Regulations, which will be developed after Royal Assent to the Courts Bill, will provide details about the fines collection scheme and guidance will also be provided for the fines officers to help them in their work; this may be further developed during the running of the pilots.

Sexual Offences: Northern Ireland, and England and Wales

Lord Beaumont of Whitley asked Her Majesty's Government:

    What significant differences there are in the laws governing homosexual offences in Northern Ireland, and England and Wales. [HL2120]

The Lord Privy Seal (Lord Williams of Mostyn): There are two significant differences in the law governing homosexual offences in Northern Ireland and in England and Wales. First, the age of consent is 17 in Northern Ireland where it is 16 in England and Wales, although this applies to all types of sexual activity. Secondly, where in Northern Ireland a man would be charged with buggery for the non-consensual anal penetration of another man, in England and Wales this would be rape. This second situation will be addressed in the Criminal Justice Order (Northern

3 Apr 2003 : Column WA142

Ireland) 2003. The order will amend the definition of rape in Northern Ireland to include anal penetration.

Lord Beaumont of Whitley asked Her Majesty's Government:

    Whether the Sexual Offences Bill will be compatible with the European Convention on Human Rights and its case law if Northern Ireland is not included in those provisions relating to homosexuals.[HL2121]
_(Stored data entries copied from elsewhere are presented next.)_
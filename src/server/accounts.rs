use axum::extract::rejection::JsonRejection;
use axum::extract::{Path, State};
use axum::Json;
use serde::{Deserialize, Serialize};

use crate::accounts::{hash_password, verify_password, Account};
use crate::server::error::ApiError;
use crate::server::state::AppState;

#[derive(Debug, Deserialize)]
pub struct AccountIn {
    pub name: String,
    pub password: String,
    #[serde(default)]
    pub contact_number: Option<String>,
    #[serde(default)]
    pub avatar_img: Option<String>,
}

#[derive(Debug, PartialEq, Serialize, Deserialize)]
pub struct AccountOut {
    pub id: i64,
    pub name: String,
    pub contact_number: Option<String>,
    pub avatar_img: Option<String>,
}

impl From<Account> for AccountOut {
    fn from(a: Account) -> Self {
        Self {
            id: a.id,
            name: a.name,
            contact_number: a.contact_number,
            avatar_img: a.avatar_img,
        }
    }
}

/// Trims `name` and rejects empty credentials.
pub(crate) fn validate_credentials<'a>(name: &'a str, password: &str) -> Result<&'a str, ApiError> {
    let name = name.trim();
    if name.is_empty() {
        return Err(ApiError::Unprocessable("name must not be empty".to_string()));
    }
    if password.is_empty() {
        return Err(ApiError::Unprocessable("password must not be empty".to_string()));
    }
    Ok(name)
}

/// Argon2 runs on the blocking pool, off the runtime workers.
pub(crate) async fn hash_blocking(password: String) -> Result<String, ApiError> {
    let hash = tokio::task::spawn_blocking(move || hash_password(&password))
        .await
        .map_err(|e| anyhow::anyhow!("password hashing task failed: {e}"))??;
    Ok(hash)
}

pub(crate) async fn verify_blocking(password: String, hash: String) -> Result<bool, ApiError> {
    let ok = tokio::task::spawn_blocking(move || verify_password(&password, &hash))
        .await
        .map_err(|e| anyhow::anyhow!("password check task failed: {e}"))?;
    Ok(ok)
}

pub async fn create_account(
    State(state): State<AppState>,
    body: Result<Json<AccountIn>, JsonRejection>,
) -> Result<Json<AccountOut>, ApiError> {
    let Json(body) = body?;
    let name = validate_credentials(&body.name, &body.password)?.to_string();
    let hash = hash_blocking(body.password).await?;
    let account = state.accounts.create(&name, &hash, body.contact_number, body.avatar_img)?;
    tracing::info!(id = account.id, "account created");
    Ok(Json(account.into()))
}

pub async fn fetch_account(State(state): State<AppState>, Path(name): Path<String>) -> Json<Option<AccountOut>> {
    Json(state.accounts.by_name(&name).map(AccountOut::from))
}

#[cfg(test)]
mod tests {
    use std::sync::atomic::{AtomicUsize, Ordering};
    use std::sync::Arc;
    use std::time::Duration;
    use super::*;

    #[tokio::test]
    async fn hashing_leaves_the_runtime_free() {
        let ticks = Arc::new(AtomicUsize::new(0));
        let ticker = tokio::spawn({
            let ticks = ticks.clone();
            async move {
                loop {
                    tokio::time::sleep(Duration::from_millis(1)).await;
                    ticks.fetch_add(1, Ordering::SeqCst);
                }
            }
        });

        let hash = hash_blocking("pw".to_string()).await.unwrap();
        assert!(ticks.load(Ordering::SeqCst) > 0);
        ticker.abort();

        assert!(verify_blocking("pw".to_string(), hash.clone()).await.unwrap());
        assert!(!verify_blocking("nope".to_string(), hash).await.unwrap());
    }
}
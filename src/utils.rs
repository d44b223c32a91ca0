use std::{fs, io};
use std::io::{BufRead, BufReader};
use std::path::Path;
use std::time::{Duration, Instant};

pub(crate) fn file_to_vec<P: AsRef<Path>>(filename: P) -> io::Result<Vec<String>> {
    let file_in = fs::File::open(filename)?;
    let file_reader = BufReader::new(file_in);
    file_reader.lines().collect()
}

/// Logs the time spent in `l_step` and returns the new checkpoint.
pub(crate) fn trace(l_type: &str, l_step: &str, detect: Instant, _detect_elapsed: Duration) -> Duration {
    log::trace!("{} | Total={:.2?} | {}={:.2?}", l_type, detect.elapsed(), l_step, detect.elapsed() - _detect_elapsed);
    detect.elapsed()
}

pub(crate) fn human_bytes(size: f64) -> String {
    let units = ["", "K", "M", "G", "T"];
    let mut size = size;
    let mut unit_index = 0;
    while size >= 1000.0 && unit_index < units.len() - 1 {
        size /= 1000.0;
        unit_index += 1;
    }
    format!("{:.1}{}", size, units[unit_index])
}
Lord Williams of Mostyn: The Government's obligations under the convention relate to what is proposed by any new piece of legislation, rather than what is not. As my noble and learned friend Lord Falconer of Thoroton has stated clearly, it is the Government's view that the provisions of the Sexual Offences Bill are compatible with the convention rights.

Lord Beaumont of Whitley asked Her Majesty's Government:

    What was the result of the equality impact assessment under Section 75 of the Northern Ireland Act 1998 on the decision not to include Northern Ireland in those parts of the Sexual Offences Bill designed to bring about legal equality as between homosexual and heterosexual offences.[HL2122]

Lord Williams of Mostyn: An equality impact assessment is undertaken on any policy which, following an equality screening, may have a detrimental effect on one or more of the nine Section 75 categories. An equality impact assessment focuses on what is being done rather than what is not. The Government have not, therefore, undertaken an impact assessment of the effect of not extending these provisions.

Northern Ireland: Smoking among Civil Servants

Lord Laird asked Her Majesty's Government:

    Whether it is their policy to discourage smoking among Northern Ireland civil servants; how many special smoking chambers there are in their premises in the Province; and whether they have plans to reduce that number.[HL2138]

Lord Williams of Mostyn: Smoking is not permitted in any premises occupied by Northern Ireland Office or Northern Ireland Administration staff, except in designated smoking rooms. This ban includes public offices, workshops and depots and extends to all areas including single occupancy rooms, training and conference rooms, corridors, toilets, canteens, reception areas and vehicles. There are some 144 smoking rooms currently in operation. The smoking policy is currently being reviewed and it is anticipated that this will significantly impact on the current provision of smoking rooms.

3 Apr 2003 : Column WA143

Both the Northern Ireland Office and the Northern Ireland Administration seek to discourage staff from smoking, through the workplace health improvement programme. This programme is designed to raise awareness of health issues (including smoking) and offers practical advice to encourage staff to adopt/maintain a healthy lifestyle.

House of Lords: Hereditary Peers' By-election

Lord Palmer asked the Chairman of Committees:

    What is the cost to the House of Lords of employing Electoral Reform Services to assist with the Hereditary Peers by-election.[HL2369]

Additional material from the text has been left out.